Por Luis Lizama
12 noviembre, 2020

Cuando mamá llegó a casa, se encontró con este proyecto artístico un poco “abstracto”. Estaba ansioso por mostrárselo, tanto que en un momento se durmió.

Su nombre es JJ y es un beagle adoptado hace ya 3 años. Es tremendamente especial y cariñoso, también un poco incomprendido, sobre todo por su capacidad artística. Para bien o para mal, es un perrito que siempre busca impresionar a su madre humana.

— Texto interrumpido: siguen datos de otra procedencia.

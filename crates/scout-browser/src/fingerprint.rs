use rand::seq::SliceRandom;
use rand::Rng;
use scout_core::Platform;

use crate::controller::Viewport;

const CHROME_AGENTS: &[&str] = &[
    "Mozilla/5.0 (Windows NT 10.0; Win64; x64) AppleWebKit/537.36 (KHTML, like Gecko) Chrome/120.0.0.0 Safari/537.36",
    "Mozilla/5.0 (Windows NT 10.0; Win64; x64) AppleWebKit/537.36 (KHTML, like Gecko) Chrome/119.0.0.0 Safari/537.36",
    "Mozilla/5.0 (Macintosh; Intel Mac OS X 10_15_7) AppleWebKit/537.36 (KHTML, like Gecko) Chrome/120.0.0.0 Safari/537.36",
    "Mozilla/5.0 (X11; Linux x86_64) AppleWebKit/537.36 (KHTML, like Gecko) Chrome/120.0.0.0 Safari/537.36",
    "Mozilla/5.0 (Linux; Android 11; SM-G991B) AppleWebKit/537.36 (KHTML, like Gecko) Chrome/120.0.0.0 Mobile Safari/537.36",
];

const FIREFOX_AGENTS: &[&str] = &[
    "Mozilla/5.0 (Windows NT 10.0; Win64; x64; rv:109.0) Gecko/20100101 Firefox/121.0",
    "Mozilla/5.0 (Macintosh; Intel Mac OS X 10.15; rv:109.0) Gecko/20100101 Firefox/121.0",
    "Mozilla/5.0 (X11; Linux x86_64; rv:109.0) Gecko/20100101 Firefox/120.0",
];

const OTHER_AGENTS: &[&str] = &[
    "Mozilla/5.0 (Macintosh; Intel Mac OS X 10_15_7) AppleWebKit/605.1.15 (KHTML, like Gecko) Version/17.1 Safari/605.1.15",
    "Mozilla/5.0 (Windows NT 10.0; Win64; x64) AppleWebKit/537.36 (KHTML, like Gecko) Chrome/120.0.0.0 Safari/537.36 Edg/120.0.0.0",
    "Mozilla/5.0 (iPhone; CPU iPhone OS 17_1 like Mac OS X) AppleWebKit/605.1.15 (KHTML, like Gecko) Version/17.1 Mobile/15E148 Safari/604.1",
];

const DESKTOP_VIEWPORTS: &[(u32, u32)] = &[(1920, 1080), (1366, 768), (1536, 864), (1440, 900)];

/// Fingerprint applied to a new page session.
#[derive(Debug, Clone, PartialEq, Eq)]
pub struct FingerprintConfig {
    pub user_agent: String,
    pub viewport: Viewport,
}

impl FingerprintConfig {
    /// Desktop fingerprint with any known user agent.
    pub fn randomized() -> Self {
        let mut rng = rand::thread_rng();
        let all: Vec<&str> = CHROME_AGENTS
            .iter()
            .chain(FIREFOX_AGENTS)
            .chain(OTHER_AGENTS)
            .copied()
            .collect();
        Self {
            user_agent: pick(&mut rng, &all).to_string(),
            viewport: desktop_viewport(&mut rng),
        }
    }

    /// Desktop fingerprint with a user agent family the platform serves well:
    /// Chrome for Instagram, Firefox for LinkedIn.
    pub fn for_platform(platform: Platform) -> Self {
        let mut rng = rand::thread_rng();
        Self {
            user_agent: user_agent_for(platform, &mut rng).to_string(),
            viewport: desktop_viewport(&mut rng),
        }
    }
}

/// Pick a user agent for a platform.
pub fn user_agent_for<R: Rng + ?Sized>(platform: Platform, rng: &mut R) -> &'static str {
    match platform {
        Platform::Instagram => pick(rng, CHROME_AGENTS),
        Platform::LinkedIn => pick(rng, FIREFOX_AGENTS),
    }
}

fn desktop_viewport<R: Rng + ?Sized>(rng: &mut R) -> Viewport {
    let (width, height) = DESKTOP_VIEWPORTS
        .choose(rng)
        .copied()
        .unwrap_or((1920, 1080));
    Viewport {
        width,
        height,
        mobile: false,
    }
}

fn pick<'a, R: Rng + ?Sized>(rng: &mut R, agents: &[&'a str]) -> &'a str {
    agents.choose(rng).copied().unwrap_or(CHROME_AGENTS[0])
}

Y esta última vez vaya que lo consiguió. Apenas quedó solo en casa comenzó a trabajar en su proyecto: Tomó revistas, papeles e incluso un pedazo de madera. Estaba tan ansioso de mostrárselo a mamá, que incluso se quedó dormido. Una vez en casa, Casey (mamá de JJ) fue testigo del arte que había hecho su perrito. Él lo mostraba con orgullo y sonriendo. 

Casey Lewis

Destruyó varias cajas, todo para agradar a su humana.

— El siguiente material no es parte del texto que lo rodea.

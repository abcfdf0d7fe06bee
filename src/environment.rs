//! Scope chain for the tree‑walk interpreter.
//!
//! Environments are shared (`Rc<RefCell<_>>`): a closure keeps the
//! environment it was defined in alive for as long as the closure lives,
//! independently of the block that created it.

use crate::error::{LoxError, Result};
use crate::token::Token;
use crate::value::Value;
use log::trace;
use std::cell::RefCell;
use std::collections::HashMap;
use std::rc::Rc;

/// Shared handle to an environment.
pub type EnvRef = Rc<RefCell<Environment>>;

#[derive(Debug, Default)]
pub struct Environment {
    values: HashMap<String, Value>,
    enclosing: Option<EnvRef>,
}

impl Environment {
    /// A root (global) environment.
    pub fn new() -> Self {
        Environment {
            values: HashMap::new(),
            enclosing: None,
        }
    }

    pub fn with_enclosing(enclosing: EnvRef) -> Self {
        Environment {
            values: HashMap::new(),
            enclosing: Some(enclosing),
        }
    }

    /// Wrap into a shared handle.
    pub fn into_ref(self) -> EnvRef {
        Rc::new(RefCell::new(self))
    }

    /// Bind `name` in this scope, replacing any previous binding here.
    pub fn define(&mut self, name: &str, value: Value) {
        trace!("define '{}' = {}", name, value);
        self.values.insert(name.to_string(), value);
    }

    /// Look `name` up in this scope only, then outward through the chain.
    pub fn get(&self, name: &Token) -> Result<Value> {
        if let Some(value) = self.values.get(&name.lexeme) {
            Ok(value.clone())
        } else if let Some(enclosing) = &self.enclosing {
            enclosing.borrow().get(name)
        } else {
            Err(undefined(name))
        }
    }

    pub fn assign(&mut self, name: &Token, value: Value) -> Result<()> {
        if let Some(slot) = self.values.get_mut(&name.lexeme) {
            *slot = value;
            Ok(())
        } else if let Some(enclosing) = &self.enclosing {
            enclosing.borrow_mut().assign(name, value)
        } else {
            Err(undefined(name))
        }
    }

    /// Read `name` from the environment exactly `distance` links out.
    pub fn get_at(&self, distance: usize, name: &Token) -> Result<Value> {
        if distance == 0 {
            return self
                .values
                .get(&name.lexeme)
                .cloned()
                .ok_or_else(|| undefined(name));
        }

        match &self.enclosing {
            Some(enclosing) => enclosing.borrow().get_at(distance - 1, name),
            None => Err(undefined(name)),
        }
    }

    /// Overwrite `name` in the environment exactly `distance` links out.
    pub fn assign_at(&mut self, distance: usize, name: &Token, value: Value) -> Result<()> {
        if distance == 0 {
            return match self.values.get_mut(&name.lexeme) {
                Some(slot) => {
                    *slot = value;
                    Ok(())
                }
                None => Err(undefined(name)),
            };
        }

        match &self.enclosing {
            Some(enclosing) => enclosing.borrow_mut().assign_at(distance - 1, name, value),
            None => Err(undefined(name)),
        }
    }
}

fn undefined(name: &Token) -> LoxError {
    LoxError::runtime(name, format!("Undefined variable '{}'.", name.lexeme))
}

#[cfg(test)]
mod tests {
    use super::*;
    use crate::token::Token;

    fn name(s: &str) -> Token {
        Token::synthetic(s, 1)
    }

    #[test]
    fn get_at_walks_exact_distance() {
        let global = Environment::new().into_ref();
        let local = Environment::with_enclosing(global.clone()).into_ref();

        global.borrow_mut().define("a", Value::Number(1.0));
        local.borrow_mut().define("a", Value::Number(2.0));

        assert_eq!(local.borrow().get_at(0, &name("a")).unwrap(), Value::Number(2.0));
        assert_eq!(local.borrow().get_at(1, &name("a")).unwrap(), Value::Number(1.0));
        assert!(local.borrow().get_at(2, &name("a")).is_err());
    }

    #[test]
    fn assign_updates_nearest_binding() {
        let global = Environment::new().into_ref();
        let local = Environment::with_enclosing(global.clone()).into_ref();

        global.borrow_mut().define("count", Value::Number(0.0));
        local
            .borrow_mut()
            .assign(&name("count"), Value::Number(5.0))
            .unwrap();

        assert_eq!(global.borrow().get(&name("count")).unwrap(), Value::Number(5.0));
    }

    #[test]
    fn assign_to_undeclared_is_an_error() {
        let mut env = Environment::new();

        let err = env.assign(&name("ghost"), Value::Nil).unwrap_err();
        assert_eq!(err.to_string(), "Undefined variable 'ghost'.\n[line 1]");
    }

    #[test]
    fn assign_at_does_not_fall_through() {
        let global = Environment::new().into_ref();
        let local = Environment::with_enclosing(global.clone()).into_ref();

        global.borrow_mut().define("x", Value::Nil);

        assert!(local
            .borrow_mut()
            .assign_at(0, &name("x"), Value::Bool(true))
            .is_err());
        assert_eq!(global.borrow().get(&name("x")).unwrap(), Value::Nil);
    }
}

JJ fue adoptado hace ya algunos años, cuando Casey ingresó como voluntaria a la organización Norfolk SPCA. Allí se conocieron y formalizaron su relación con la adopción. 

“Fue amor a primera vista, y ese día vino a casa conmigo … la SPCA todavía cuenta nuestra historia”.

–comentó Casey a The Dodo

Casey Lewis

Es el mejor compañero en todo sentido, pero su problema es el criterio. No sabe diferenciar entre el bien y el “mal”. Siempre quiere que mamá se sienta orgullosa, ya sea mostrando su arte o incluso metiéndose en un basurero. 

“El año pasado destruyó seis cajas de pañuelos de papel, derribó la puerta del bebé por primera vez y se metió en el bote de basura de acero operado por pedal … la limpieza tomó más de una hora … Pero lo amo, y no lo cambiaría para cualquier cosa ”.

–relató Casey–

Uno de estos días ella debió salir a trabajar, dejando a JJ en casa, solo. Era un peligro evidente, Lewis lo sabía, pero no quedaba otra opción. 

Casey Lewis

Volvió a casa con los dedos cruzados, rogando por encontrar todo en orden. Pero no, JJ la esperaba con una obra de arte. 

“Lo que encontré cuando llegué a casa fue un desastre. Había roto seis cajas en pedazos de varios tamaños, desde reconocibles hasta del tamaño de una uña. 

También derribó la puerta de madera para bebés en la cocina y logró mover la torre de almacenamiento que la mantenía en su lugar, y un gran trozo se había roto en una esquina ya rota de la puerta. Tuve suerte de que no decidiera ir a la basura”.

–contó Casey Lewis a The Dodo–

JJ la había estado esperando, para lucir orgulloso su última creación.